治療先発行の診断書に、肩関節周囲炎と記載されていれば、「あなたが訴える肩の痛みは、いわゆる五十肩です」 という烙印が押されたことになります。
これでは、どう訴えても、肩の痛みや可動域制限で後遺障害が認定されることはありません。
なぜなら、五十肩の痛みは、いずれ治癒するからです。
肩関節周囲炎、いわゆる五十肩は、50代を中心とした中年以降に、肩関節周囲組織の年齢性変化を基盤として明らかな原因なしに発症するもので、肩関節の痛みと運動障害を認める症候群と定義されています。
肩関節は上腕骨、肩甲骨、鎖骨の3つの骨で支えられており、肩を大きく動かす必要から、肩甲骨関節窩が小さく、上腕骨頭のはまりが浅い構造となっています。
構造的に不安定なところを関節包や発達した腱板などで強度を高めているのですが、そのためか、肩の酷使によって炎症や損傷が起こりやすく、痛み、可動域の制限が起こると考えられています。
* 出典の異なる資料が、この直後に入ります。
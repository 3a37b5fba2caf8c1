//! Request extractors whose rejections render as `AppError`.
//!
//! axum's own `Json`, `Path` and `Query` reject with plain-text bodies. These
//! wrappers run the same extraction and turn the rejection into a
//! `VALIDATION_ERROR` envelope.

use axum::extract::{FromRequest, FromRequestParts};

use crate::errors::AppError;

#[derive(FromRequest)]
#[from_request(via(axum::Json), rejection(AppError))]
pub struct AppJson<T>(pub T);

#[derive(FromRequestParts)]
#[from_request(via(axum::extract::Path), rejection(AppError))]
pub struct AppPath<T>(pub T);

#[derive(FromRequestParts)]
#[from_request(via(axum::extract::Query), rejection(AppError))]
pub struct AppQuery<T>(pub T);
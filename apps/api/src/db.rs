use anyhow::{Context, Result};
use sqlx::postgres::PgPoolOptions;
use sqlx::PgPool;
use tracing::info;

/// Creates a PostgreSQL connection pool and brings the schema up to date.
pub async fn create_pool(database_url: &str, max_connections: u32) -> Result<PgPool> {
    info!("Connecting to PostgreSQL...");

    let pool = PgPoolOptions::new()
        .max_connections(max_connections)
        .connect(database_url)
        .await?;

    info!("PostgreSQL connection pool established");

    sqlx::migrate!("./migrations")
        .run(&pool)
        .await
        .context("Failed to apply database migrations")?;

    info!("Database migrations applied");
    Ok(pool)
}
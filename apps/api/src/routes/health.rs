use axum::Json;
use serde_json::{json, Value};

/// GET /health
/// Returns a simple status object with service version.
pub async fn health_handler() -> Json<Value> {
    Json(json!({
        "status": "ok",
        "version": env!("CARGO_PKG_VERSION"),
        "service": "ats-api"
    }))
}
use std::sync::Arc;

use crate::config::Config;
use crate::store::Store;

/// Shared application state injected into all route handlers via Axum extractors.
#[derive(Clone)]
pub struct AppState {
    /// Storage backend. Default: PgStore. Swap via STORAGE_BACKEND.
    pub store: Arc<dyn Store>,
    pub config: Config,
}
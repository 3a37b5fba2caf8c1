use std::collections::HashMap;

use tracing::info;

use crate::applicants::wiring::wire_applicant_graph;
use crate::errors::AppError;
use crate::models::applicant::{ApplicantPayload, ApplicantRow, ApplicantView};
use crate::models::application::ApplicationRow;
use crate::models::job::JobRow;
use crate::models::page::Page;
use crate::models::resume::ResumeRow;
use crate::store::Store;

/// Wires the payload into a write plan, persists it in one store call and
/// returns the stored graph.
pub async fn save_applicant(
    store: &dyn Store,
    payload: ApplicantPayload,
) -> Result<ApplicantView, AppError> {
    let graph = wire_applicant_graph(payload)?;
    let applicant_id = store.save_applicant_graph(&graph).await?;

    info!(
        "Saved applicant {applicant_id} (resume: {}, applications: {}, job links: {})",
        graph.resume.is_some(),
        graph.applications.len(),
        graph.jobs.len()
    );

    get_applicant(store, applicant_id).await
}

pub async fn get_applicant(store: &dyn Store, id: i64) -> Result<ApplicantView, AppError> {
    let row = store
        .find_applicant(id)
        .await?
        .ok_or_else(|| AppError::applicant_not_found(id))?;
    let mut views = load_views(store, vec![row]).await?;
    views
        .pop()
        .ok_or_else(|| AppError::Internal(anyhow::anyhow!("view for applicant {id} vanished")))
}

pub async fn get_all_applicants(store: &dyn Store) -> Result<Vec<ApplicantView>, AppError> {
    let rows = store.list_applicants().await?;
    load_views(store, rows).await
}

pub async fn get_applicants_by_status(
    store: &dyn Store,
    status: &str,
) -> Result<Vec<ApplicantView>, AppError> {
    let rows = store.list_applicants_by_status(status).await?;
    load_views(store, rows).await
}

pub async fn get_applicants_by_partial_name(
    store: &dyn Store,
    name: &str,
) -> Result<Vec<ApplicantView>, AppError> {
    let rows = store.search_applicants_by_name(name).await?;
    load_views(store, rows).await
}

/// Zero-based page of applicants ordered by id. `size` must be within
/// `1..=max_page_size`.
pub async fn get_applicants_page(
    store: &dyn Store,
    page: u32,
    size: u32,
    max_page_size: u32,
) -> Result<Page<ApplicantView>, AppError> {
    if size == 0 || size > max_page_size {
        return Err(AppError::Validation(format!(
            "page size must be between 1 and {max_page_size}, got {size}"
        )));
    }

    let offset = i64::from(page) * i64::from(size);
    let rows = store.page_applicants(offset, i64::from(size)).await?;
    let total = store.count_applicants().await?;
    let content = load_views(store, rows).await?;

    Ok(Page::new(content, page, size, total))
}

/// Attaches résumé, applications and jobs to each row, with one batched store
/// call per relation. Preserves the order of `rows`.
pub(crate) async fn load_views(
    store: &dyn Store,
    rows: Vec<ApplicantRow>,
) -> Result<Vec<ApplicantView>, AppError> {
    if rows.is_empty() {
        return Ok(Vec::new());
    }
    let ids: Vec<i64> = rows.iter().map(|r| r.id).collect();

    let mut resumes: HashMap<i64, ResumeRow> = store
        .resumes_for(&ids)
        .await?
        .into_iter()
        .map(|r| (r.applicant_id, r))
        .collect();

    let mut applications: HashMap<i64, Vec<ApplicationRow>> = HashMap::new();
    for app in store.applications_for(&ids).await? {
        applications.entry(app.applicant_id).or_default().push(app);
    }

    let mut jobs: HashMap<i64, Vec<JobRow>> = HashMap::new();
    for linked in store.jobs_for(&ids).await? {
        jobs.entry(linked.applicant_id).or_default().push(linked.job);
    }

    Ok(rows
        .into_iter()
        .map(|applicant| ApplicantView {
            resume: resumes.remove(&applicant.id),
            applications: applications.remove(&applicant.id).unwrap_or_default(),
            jobs: jobs.remove(&applicant.id).unwrap_or_default(),
            applicant,
        })
        .collect())
}
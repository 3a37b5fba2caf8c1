use axum::{extract::State, Json};
use serde::Deserialize;

use crate::applicants::service;
use crate::errors::AppError;
use crate::extract::{AppJson, AppPath, AppQuery};
use crate::models::applicant::{ApplicantPayload, ApplicantView};
use crate::models::page::Page;
use crate::state::AppState;

#[derive(Debug, Deserialize)]
pub struct PageQuery {
    pub page: u32,
    pub size: u32,
}

#[derive(Debug, Deserialize)]
pub struct StatusQuery {
    pub status: String,
}

#[derive(Debug, Deserialize)]
pub struct NameQuery {
    pub name: String,
}

/// GET /api/applicants/getAllApplicant
pub async fn handle_get_all(
    State(state): State<AppState>,
) -> Result<Json<Vec<ApplicantView>>, AppError> {
    Ok(Json(service::get_all_applicants(state.store.as_ref()).await?))
}

/// POST /api/applicants/addApplicant
pub async fn handle_add(
    State(state): State<AppState>,
    AppJson(payload): AppJson<ApplicantPayload>,
) -> Result<Json<ApplicantView>, AppError> {
    Ok(Json(service::save_applicant(state.store.as_ref(), payload).await?))
}

/// GET /api/applicants/page?page=&size=
pub async fn handle_page(
    State(state): State<AppState>,
    AppQuery(params): AppQuery<PageQuery>,
) -> Result<Json<Page<ApplicantView>>, AppError> {
    let page = service::get_applicants_page(
        state.store.as_ref(),
        params.page,
        params.size,
        state.config.max_page_size,
    )
    .await?;
    Ok(Json(page))
}

/// GET /api/applicants/getByStatus?status=
pub async fn handle_get_by_status(
    State(state): State<AppState>,
    AppQuery(params): AppQuery<StatusQuery>,
) -> Result<Json<Vec<ApplicantView>>, AppError> {
    Ok(Json(
        service::get_applicants_by_status(state.store.as_ref(), &params.status).await?,
    ))
}

/// GET /api/applicants/getByName?name=
pub async fn handle_get_by_name(
    State(state): State<AppState>,
    AppQuery(params): AppQuery<NameQuery>,
) -> Result<Json<Vec<ApplicantView>>, AppError> {
    Ok(Json(
        service::get_applicants_by_partial_name(state.store.as_ref(), &params.name).await?,
    ))
}

/// GET /api/applicants/:id
pub async fn handle_get_one(
    State(state): State<AppState>,
    AppPath(id): AppPath<i64>,
) -> Result<Json<ApplicantView>, AppError> {
    Ok(Json(service::get_applicant(state.store.as_ref(), id).await?))
}
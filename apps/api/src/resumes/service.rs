use tracing::info;

use crate::config::ResumePolicy;
use crate::errors::AppError;
use crate::models::resume::{ResumePayload, ResumeRow};
use crate::store::Store;

/// Attaches a résumé to an existing applicant. A second résumé is rejected
/// or replaces the first, depending on `policy`.
pub async fn add_resume(
    store: &dyn Store,
    policy: ResumePolicy,
    applicant_id: i64,
    payload: ResumePayload,
) -> Result<ResumeRow, AppError> {
    store
        .find_applicant(applicant_id)
        .await?
        .ok_or_else(|| AppError::applicant_not_found(applicant_id))?;

    let resume = match policy {
        ResumePolicy::Reject => store.insert_resume(applicant_id, &payload.content).await?,
        ResumePolicy::Replace => store.upsert_resume(applicant_id, &payload.content).await?,
    };

    info!("Stored resume {} for applicant {applicant_id}", resume.id);
    Ok(resume)
}
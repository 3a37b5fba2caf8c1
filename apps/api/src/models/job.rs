use chrono::{DateTime, Utc};
use serde::{Deserialize, Serialize};
use sqlx::FromRow;

use crate::errors::AppError;

#[derive(Debug, Clone, PartialEq, Serialize, Deserialize, FromRow)]
pub struct JobRow {
    pub id: i64,
    pub title: String,
    pub description: Option<String>,
    pub created_at: DateTime<Utc>,
}

/// A job row tagged with the applicant it was loaded for (one row per join entry).
#[derive(Debug, Clone, FromRow)]
pub struct LinkedJobRow {
    pub applicant_id: i64,
    #[sqlx(flatten)]
    pub job: JobRow,
}

/// Inbound job body, used both for `createJob` and for jobs embedded in an
/// applicant payload. An embedded job with an `id` refers to an existing row.
#[derive(Debug, Clone, Default, Deserialize)]
pub struct JobPayload {
    #[serde(default)]
    pub id: Option<i64>,
    #[serde(default, alias = "tittle")]
    pub title: Option<String>,
    #[serde(default)]
    pub description: Option<String>,
}

#[derive(Debug, Clone, PartialEq)]
pub struct NewJob {
    pub title: String,
    pub description: Option<String>,
}

impl JobPayload {
    /// Validates a job body that has no id yet. Blank titles are rejected.
    pub fn into_new_job(self) -> Result<NewJob, AppError> {
        let title = self
            .title
            .map(|t| t.trim().to_string())
            .filter(|t| !t.is_empty())
            .ok_or_else(|| AppError::Validation("job title cannot be empty".to_string()))?;
        Ok(NewJob {
            title,
            description: self.description,
        })
    }
}
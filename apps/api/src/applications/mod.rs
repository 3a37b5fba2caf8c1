pub mod handlers;
pub mod service;
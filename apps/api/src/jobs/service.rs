use tracing::info;

use crate::applicants::service::get_applicant;
use crate::errors::AppError;
use crate::models::applicant::{ApplicantRow, ApplicantView};
use crate::models::job::{JobPayload, JobRow};
use crate::store::Store;

pub async fn create_job(store: &dyn Store, payload: JobPayload) -> Result<JobRow, AppError> {
    let job = store.insert_job(&payload.into_new_job()?).await?;
    info!("Created job {}", job.id);
    Ok(job)
}

pub async fn get_all_jobs(store: &dyn Store) -> Result<Vec<JobRow>, AppError> {
    store.list_jobs().await
}

pub async fn get_job_by_id(store: &dyn Store, id: i64) -> Result<JobRow, AppError> {
    store
        .find_job(id)
        .await?
        .ok_or_else(|| AppError::job_not_found(id))
}

/// Links an existing job to an existing applicant. Both must resolve before
/// anything is written. Repeating the call leaves a single link.
pub async fn add_job_to_applicant(
    store: &dyn Store,
    applicant_id: i64,
    job_id: i64,
) -> Result<ApplicantView, AppError> {
    store
        .find_applicant(applicant_id)
        .await?
        .ok_or_else(|| AppError::applicant_not_found(applicant_id))?;
    get_job_by_id(store, job_id).await?;

    let created = store.link_job(applicant_id, job_id).await?;
    if created {
        info!("Linked job {job_id} to applicant {applicant_id}");
    } else {
        info!("Job {job_id} already linked to applicant {applicant_id}");
    }

    get_applicant(store, applicant_id).await
}

/// Reverse side of the applicant/job relation.
pub async fn get_applicants_for_job(
    store: &dyn Store,
    job_id: i64,
) -> Result<Vec<ApplicantRow>, AppError> {
    get_job_by_id(store, job_id).await?;
    store.applicants_for_job(job_id).await
}
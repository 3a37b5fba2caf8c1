use async_trait::async_trait;
use sqlx::{PgConnection, PgPool};

use crate::errors::AppError;
use crate::models::applicant::{
    ApplicantFields, ApplicantGraph, ApplicantRow, ApplicationDraft, JobLink,
};
use crate::models::application::{ApplicationRow, NewApplication};
use crate::models::job::{JobRow, LinkedJobRow, NewJob};
use crate::models::resume::ResumeRow;
use crate::store::Store;

const APPLICANT_COLUMNS: &str = "id, name, email, phone, status, created_at";

/// PostgreSQL-backed store. Referential rules live in the schema
/// (`migrations/`); this type maps their violations onto `AppError`.
#[derive(Clone)]
pub struct PgStore {
    pool: PgPool,
}

impl PgStore {
    pub fn new(pool: PgPool) -> Self {
        PgStore { pool }
    }
}

/// Maps a foreign-key violation to a client-facing error; everything else
/// stays a database error.
fn on_foreign_key(err: sqlx::Error, missing: impl FnOnce() -> AppError) -> AppError {
    let foreign_key = err
        .as_database_error()
        .is_some_and(|db| db.is_foreign_key_violation());
    if foreign_key {
        missing()
    } else {
        AppError::Database(err)
    }
}

/// Like [`on_foreign_key`], for inserts that can also trip a UNIQUE constraint.
fn on_constraint(
    err: sqlx::Error,
    duplicate: impl FnOnce() -> AppError,
    missing: impl FnOnce() -> AppError,
) -> AppError {
    let unique = err
        .as_database_error()
        .is_some_and(|db| db.is_unique_violation());
    if unique {
        duplicate()
    } else {
        on_foreign_key(err, missing)
    }
}

async fn write_applicant(
    conn: &mut PgConnection,
    id: Option<i64>,
    fields: &ApplicantFields,
) -> Result<i64, AppError> {
    match id {
        Some(id) => sqlx::query_scalar::<_, i64>(
            "UPDATE applicants SET name = $2, email = $3, phone = $4, status = $5 \
             WHERE id = $1 RETURNING id",
        )
        .bind(id)
        .bind(&fields.name)
        .bind(&fields.email)
        .bind(&fields.phone)
        .bind(&fields.status)
        .fetch_optional(&mut *conn)
        .await?
        .ok_or_else(|| AppError::applicant_not_found(id)),
        None => Ok(sqlx::query_scalar::<_, i64>(
            "INSERT INTO applicants (name, email, phone, status) \
             VALUES ($1, $2, $3, $4) RETURNING id",
        )
        .bind(&fields.name)
        .bind(&fields.email)
        .bind(&fields.phone)
        .bind(&fields.status)
        .fetch_one(&mut *conn)
        .await?),
    }
}

async fn write_application(
    conn: &mut PgConnection,
    applicant_id: i64,
    draft: &ApplicationDraft,
) -> Result<(), AppError> {
    match draft.id {
        Some(id) => {
            let result = sqlx::query(
                "UPDATE applications SET status = $3, position = $4 \
                 WHERE id = $1 AND applicant_id = $2",
            )
            .bind(id)
            .bind(applicant_id)
            .bind(&draft.values.status)
            .bind(&draft.values.position)
            .execute(&mut *conn)
            .await?;
            if result.rows_affected() == 0 {
                return Err(AppError::NotFound(format!(
                    "Application {id} not found for applicant {applicant_id}"
                )));
            }
        }
        None => {
            sqlx::query(
                "INSERT INTO applications (applicant_id, status, position) VALUES ($1, $2, $3)",
            )
            .bind(applicant_id)
            .bind(&draft.values.status)
            .bind(&draft.values.position)
            .execute(&mut *conn)
            .await?;
        }
    }
    Ok(())
}

async fn write_job_link(
    conn: &mut PgConnection,
    applicant_id: i64,
    link: &JobLink,
) -> Result<(), AppError> {
    let job_id = match link {
        JobLink::Existing(id) => sqlx::query_scalar::<_, i64>("SELECT id FROM jobs WHERE id = $1")
            .bind(id)
            .fetch_optional(&mut *conn)
            .await?
            .ok_or_else(|| AppError::job_not_found(*id))?,
        JobLink::New(job) => {
            sqlx::query_scalar::<_, i64>(
                "INSERT INTO jobs (title, description) VALUES ($1, $2) RETURNING id",
            )
            .bind(&job.title)
            .bind(&job.description)
            .fetch_one(&mut *conn)
            .await?
        }
    };

    sqlx::query(
        "INSERT INTO applicant_job (applicant_id, job_id) VALUES ($1, $2) ON CONFLICT DO NOTHING",
    )
    .bind(applicant_id)
    .bind(job_id)
    .execute(&mut *conn)
    .await?;
    Ok(())
}

#[async_trait]
impl Store for PgStore {
    async fn save_applicant_graph(&self, graph: &ApplicantGraph) -> Result<i64, AppError> {
        // Dropping the transaction on any early return rolls it back.
        let mut tx = self.pool.begin().await?;

        let applicant_id = write_applicant(&mut *tx, graph.id, &graph.fields).await?;

        if let Some(content) = &graph.resume {
            sqlx::query(
                "INSERT INTO resumes (applicant_id, content) VALUES ($1, $2) \
                 ON CONFLICT (applicant_id) DO UPDATE SET content = EXCLUDED.content",
            )
            .bind(applicant_id)
            .bind(content)
            .execute(&mut *tx)
            .await?;
        }

        for draft in &graph.applications {
            write_application(&mut *tx, applicant_id, draft).await?;
        }

        // The graph is authoritative for an existing applicant's job links.
        if graph.id.is_some() {
            sqlx::query("DELETE FROM applicant_job WHERE applicant_id = $1")
                .bind(applicant_id)
                .execute(&mut *tx)
                .await?;
        }
        for link in &graph.jobs {
            write_job_link(&mut *tx, applicant_id, link).await?;
        }

        tx.commit().await?;
        Ok(applicant_id)
    }

    async fn find_applicant(&self, id: i64) -> Result<Option<ApplicantRow>, AppError> {
        Ok(sqlx::query_as::<_, ApplicantRow>(&format!(
            "SELECT {APPLICANT_COLUMNS} FROM applicants WHERE id = $1"
        ))
        .bind(id)
        .fetch_optional(&self.pool)
        .await?)
    }

    async fn list_applicants(&self) -> Result<Vec<ApplicantRow>, AppError> {
        Ok(sqlx::query_as::<_, ApplicantRow>(&format!(
            "SELECT {APPLICANT_COLUMNS} FROM applicants ORDER BY id"
        ))
        .fetch_all(&self.pool)
        .await?)
    }

    async fn list_applicants_by_status(
        &self,
        status: &str,
    ) -> Result<Vec<ApplicantRow>, AppError> {
        Ok(sqlx::query_as::<_, ApplicantRow>(&format!(
            "SELECT {APPLICANT_COLUMNS} FROM applicants WHERE status = $1 ORDER BY name ASC, id ASC"
        ))
        .bind(status)
        .fetch_all(&self.pool)
        .await?)
    }

    async fn search_applicants_by_name(
        &self,
        fragment: &str,
    ) -> Result<Vec<ApplicantRow>, AppError> {
        // strpos treats the fragment literally, so no LIKE escaping is needed.
        Ok(sqlx::query_as::<_, ApplicantRow>(&format!(
            "SELECT {APPLICANT_COLUMNS} FROM applicants WHERE strpos(name, $1) > 0 ORDER BY id"
        ))
        .bind(fragment)
        .fetch_all(&self.pool)
        .await?)
    }

    async fn page_applicants(
        &self,
        offset: i64,
        limit: i64,
    ) -> Result<Vec<ApplicantRow>, AppError> {
        Ok(sqlx::query_as::<_, ApplicantRow>(&format!(
            "SELECT {APPLICANT_COLUMNS} FROM applicants ORDER BY id LIMIT $1 OFFSET $2"
        ))
        .bind(limit)
        .bind(offset)
        .fetch_all(&self.pool)
        .await?)
    }

    async fn count_applicants(&self) -> Result<i64, AppError> {
        Ok(sqlx::query_scalar::<_, i64>("SELECT COUNT(*) FROM applicants")
            .fetch_one(&self.pool)
            .await?)
    }

    async fn resumes_for(&self, applicant_ids: &[i64]) -> Result<Vec<ResumeRow>, AppError> {
        Ok(sqlx::query_as::<_, ResumeRow>(
            "SELECT id, applicant_id, content, created_at FROM resumes \
             WHERE applicant_id = ANY($1)",
        )
        .bind(applicant_ids)
        .fetch_all(&self.pool)
        .await?)
    }

    async fn applications_for(
        &self,
        applicant_ids: &[i64],
    ) -> Result<Vec<ApplicationRow>, AppError> {
        Ok(sqlx::query_as::<_, ApplicationRow>(
            "SELECT id, applicant_id, status, position, created_at FROM applications \
             WHERE applicant_id = ANY($1) ORDER BY id",
        )
        .bind(applicant_ids)
        .fetch_all(&self.pool)
        .await?)
    }

    async fn jobs_for(&self, applicant_ids: &[i64]) -> Result<Vec<LinkedJobRow>, AppError> {
        Ok(sqlx::query_as::<_, LinkedJobRow>(
            r#"
            SELECT aj.applicant_id, j.id, j.title, j.description, j.created_at
            FROM applicant_job aj
            JOIN jobs j ON j.id = aj.job_id
            WHERE aj.applicant_id = ANY($1)
            ORDER BY aj.applicant_id, j.id
            "#,
        )
        .bind(applicant_ids)
        .fetch_all(&self.pool)
        .await?)
    }

    async fn insert_resume(&self, applicant_id: i64, content: &str) -> Result<ResumeRow, AppError> {
        sqlx::query_as::<_, ResumeRow>(
            "INSERT INTO resumes (applicant_id, content) VALUES ($1, $2) \
             RETURNING id, applicant_id, content, created_at",
        )
        .bind(applicant_id)
        .bind(content)
        .fetch_one(&self.pool)
        .await
        .map_err(|e| {
            on_constraint(
                e,
                || AppError::Conflict(format!("Applicant {applicant_id} already has a resume")),
                || AppError::applicant_not_found(applicant_id),
            )
        })
    }

    async fn upsert_resume(&self, applicant_id: i64, content: &str) -> Result<ResumeRow, AppError> {
        sqlx::query_as::<_, ResumeRow>(
            r#"
            INSERT INTO resumes (applicant_id, content) VALUES ($1, $2)
            ON CONFLICT (applicant_id) DO UPDATE SET content = EXCLUDED.content
            RETURNING id, applicant_id, content, created_at
            "#,
        )
        .bind(applicant_id)
        .bind(content)
        .fetch_one(&self.pool)
        .await
        .map_err(|e| on_foreign_key(e, || AppError::applicant_not_found(applicant_id)))
    }

    async fn insert_application(
        &self,
        applicant_id: i64,
        application: &NewApplication,
    ) -> Result<ApplicationRow, AppError> {
        sqlx::query_as::<_, ApplicationRow>(
            "INSERT INTO applications (applicant_id, status, position) VALUES ($1, $2, $3) \
             RETURNING id, applicant_id, status, position, created_at",
        )
        .bind(applicant_id)
        .bind(&application.status)
        .bind(&application.position)
        .fetch_one(&self.pool)
        .await
        .map_err(|e| on_foreign_key(e, || AppError::applicant_not_found(applicant_id)))
    }

    async fn insert_job(&self, job: &NewJob) -> Result<JobRow, AppError> {
        Ok(sqlx::query_as::<_, JobRow>(
            "INSERT INTO jobs (title, description) VALUES ($1, $2) \
             RETURNING id, title, description, created_at",
        )
        .bind(&job.title)
        .bind(&job.description)
        .fetch_one(&self.pool)
        .await?)
    }

    async fn find_job(&self, id: i64) -> Result<Option<JobRow>, AppError> {
        Ok(sqlx::query_as::<_, JobRow>(
            "SELECT id, title, description, created_at FROM jobs WHERE id = $1",
        )
        .bind(id)
        .fetch_optional(&self.pool)
        .await?)
    }

    async fn list_jobs(&self) -> Result<Vec<JobRow>, AppError> {
        Ok(sqlx::query_as::<_, JobRow>(
            "SELECT id, title, description, created_at FROM jobs ORDER BY id",
        )
        .fetch_all(&self.pool)
        .await?)
    }

    async fn link_job(&self, applicant_id: i64, job_id: i64) -> Result<bool, AppError> {
        let result = sqlx::query(
            "INSERT INTO applicant_job (applicant_id, job_id) VALUES ($1, $2) ON CONFLICT DO NOTHING",
        )
        .bind(applicant_id)
        .bind(job_id)
        .execute(&self.pool)
        .await
        .map_err(|e| {
            on_foreign_key(e, || {
                AppError::NotFound("Applicant or Job not found".to_string())
            })
        })?;
        Ok(result.rows_affected() > 0)
    }

    async fn applicants_for_job(&self, job_id: i64) -> Result<Vec<ApplicantRow>, AppError> {
        Ok(sqlx::query_as::<_, ApplicantRow>(
            r#"
            SELECT a.id, a.name, a.email, a.phone, a.status, a.created_at
            FROM applicant_job aj
            JOIN applicants a ON a.id = aj.applicant_id
            WHERE aj.job_id = $1
            ORDER BY a.id
            "#,
        )
        .bind(job_id)
        .fetch_all(&self.pool)
        .await?)
    }
}
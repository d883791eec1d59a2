use std::error::Error;
use weak_scaling_plot::render_weak_scaling;

fn main() -> Result<(), Box<dyn Error>> {
    env_logger::init();
    render_weak_scaling("sequential_result.pdf")?;
    Ok(())
}
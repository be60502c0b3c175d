/// Fault selection for ingested events
pub mod fault_selector;

pub use fault_selector::{FaultSelector, Selection};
肩関節の炎症は、肩峰下の滑液包や関節周囲の筋肉に広がることがあり、このような肩関節周囲炎を狭義の五十肩と呼んでいるのです。

肩関節周囲炎における後遺障害のポイント

「確かに私は50代だが、事故以前には肩の痛みを感じることはなかった」
「それなのに五十肩で片付けられるのは納得がいかない」
こんな気持ちなら、即、行動すべきです。
スポーツ外来、肩関節外来を設置している医大系の整形外科をインターネットで検索し、受診するのです。
MRIやエコー検査が実施され、専門医が肩の器質的損傷、つまり、腱板損傷、関節唇損傷や肩関節の後方脱臼を診断すれば、後遺障害を申請することができます。